Brookhaven College student uses experience in geographical information systems to wow at Esri International Users Conference in San Diego, California.
By Joshua Drake
Night after night, Norman Mucha, a Brookhaven College student, found himself awakened by the sound of private trash collectors in the city of Farmers Branch. His trash was not being picked up during operational hours as defined in the city’s bylaws – collectors were passing earlier than they were allowed.
Fed up with the situation, Mucha put the skills he learned in the Brookhaven College Geotechnological Institute to work to solve a real-world problem.
Mucha’s project led him to present his findings in a TED Talkstyle presentation before an audience of more than 1,000 attendees at the 2016 Esri International User Conference June 27 in San Diego.
Geographical information systems, or GIS, is what led Mucha down this path of discovery and exploration. GIS is one of three major components of a high-tech industry that also includes global positioning and remote sensing technologies, and, according to dcccd.edu, GIS technology uses specialized computer systems to generate intelligent “super” maps.
“GIS is the third-fastest technology, and all different types of students with various backgrounds join the program,” Jerry Bartz, senior GIS learning lab coordinator, said.
It allows users to visualize, question, analyze and interpret data to understand relationships, patterns and trends, according to esri.com.
But, while Mucha may be seen as a GIS expert today, when he arrived at Brookhaven’s Advising Center, his future seemed uncertain.
Although he worked in technology for years – Mucha said he had earned an undergraduate degree in business as well as a graduate degree in 3-D modeling, design and animation – he felt the need to explore new opportunities.

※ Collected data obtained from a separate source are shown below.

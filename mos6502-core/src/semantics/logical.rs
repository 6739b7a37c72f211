//! AND/ORA/EOR and BIT.

use crate::addressing::Operand;
use crate::cpu::Cpu;
use crate::registers::StatusFlags;

pub(super) fn and(cpu: &mut Cpu, operand: Operand) {
    cpu.a &= cpu.read_operand(operand);
    cpu.p = cpu.p.with_zero_and_negative(cpu.a);
}

pub(super) fn ora(cpu: &mut Cpu, operand: Operand) {
    cpu.a |= cpu.read_operand(operand);
    cpu.p = cpu.p.with_zero_and_negative(cpu.a);
}

pub(super) fn eor(cpu: &mut Cpu, operand: Operand) {
    cpu.a ^= cpu.read_operand(operand);
    cpu.p = cpu.p.with_zero_and_negative(cpu.a);
}

/// Unlike the other logical ops, BIT never touches A: it only probes it.
/// Z comes from `a & value`; N and V are copied straight from bits 7 and 6
/// of the unmasked operand, not from the AND result.
pub(super) fn bit(cpu: &mut Cpu, operand: Operand) {
    let value = cpu.read_operand(operand);
    cpu.set_flag(StatusFlags::ZERO, cpu.a & value == 0);
    cpu.set_flag(StatusFlags::NEGATIVE, value & 0x80 != 0);
    cpu.set_flag(StatusFlags::OVERFLOW, value & 0x40 != 0);
}

#[cfg(test)]
mod test {
    use super::*;
    use crate::clock::{BusyWaitClock, ClockSpeed};
    use crate::memory::Memory;

    fn cpu() -> Cpu {
        Cpu::new(Memory::new(), ClockSpeed::default(), Box::new(BusyWaitClock::new()))
    }

    #[test]
    fn bit_does_not_mutate_accumulator() {
        let mut cpu = cpu();
        cpu.a = 0x0F;
        cpu.memory.write(0x10, 0xC0);
        bit(&mut cpu, Operand::Memory(0x10));
        assert_eq!(cpu.a, 0x0F);
        assert!(cpu.flag(StatusFlags::ZERO));
        assert!(cpu.flag(StatusFlags::NEGATIVE));
        assert!(cpu.flag(StatusFlags::OVERFLOW));
    }

    #[test]
    fn eor_toggles_bits() {
        let mut cpu = cpu();
        cpu.a = 0xFF;
        cpu.memory.write(0x10, 0xFF);
        eor(&mut cpu, Operand::Memory(0x10));
        assert_eq!(cpu.a, 0x00);
        assert!(cpu.flag(StatusFlags::ZERO));
    }
}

Mocha enrolled in an art portfolio development continuing education course at Brookhaven in Fall 2014.
After speaking to various instructors, he went to the Advising Center and said he was interested in construction, architecture and city planning. However, because Brookhaven does not offer these programs, Mucha said they suggested he speak with the GIS faculty.
“GIS seemed to touch upon many of the areas I was interested in,” Mucha said.
He enrolled after discovering GIS combines unrelated disciplines, such as healthcare, the environment, poverty studies, climate and municipal issues, among others.
Mucha said the GIS skills he developed at Brookhaven have helped him in many practical areas.
Mucha’s participation at the conference began when he heard of the call for papers – submission of proposed project ideas for presentation – from Bartz. Mucha said Bartz told him to submit his project to the conference.
So he put together a presentation and submitted in January 2016.
Weeks went by, Mucha said, and he did not hear back from the conference. “I received a frantic phone call from the organizer of the user’s presentations,” Mucha said. They wanted to know if he was going to make it to the conference.
“I thought, ‘What is going on here?’” Mucha said.
After checking his spam folder, Mucha discovered a 6-week-old email accepting his paper, from among several thousand other proposals, for presentation at the conference.
Mucha booked a last-minute flight to San Diego.
“Norman’s data was selected for his very fast presentation,” Bartz said. “He presented a complex situation in five minutes.”
“[The] presentation focused on the use of GIS technology for a municipality to enforce its rules on the noise generated by industrial trucks outside of the allowed times,” according to Mucha’s own press release.
Mucha’s presentation involved private trash haulers working outside of operational hours as established by Farmers Branch. Mucha said he and his neighbors were being woken up by the loud beeping of the trucks as they backed up. The backup beeps of the trucks are set to 130 decibels, a pitch that has been shown to be particularly annoying to human ears, Mucha said.
In May 2015, Mucha contacted the city manager, who confirmed the trash haulers were working during times they were not allowed. They can only operate from 7 a.m. to 7 p.m. within 500 feet of a residential area, Mucha said.
However, he needed a way to show the city’s bylaws were being violated.
That is when Mucha said he used the skills he acquired at Brookhaven’s GIS program. Farmers Branch provided him the geo-coded information needed to build the maps.
Within three weeks, Mucha created easy-to-understand maps to show city officials how residential buffer zones extended to areas where the trucks were operating, according to a press release. He also researched the collection companies operating the vehicles.
The information Mucha compiled allowed the city manager to bring the trash haulers under city bylaws again.
Mucha said it was an honor to be selected to give his presentation. He condensed three weeks of research and work into a quick, five-minute presentation.
Mucha said his GIS skills have also been useful in some of his studies in graduate architecture through the University of Texas system.
Mucha said he is looking forward to the 2017 Esri International User Conference, for which he already has a submission in the works.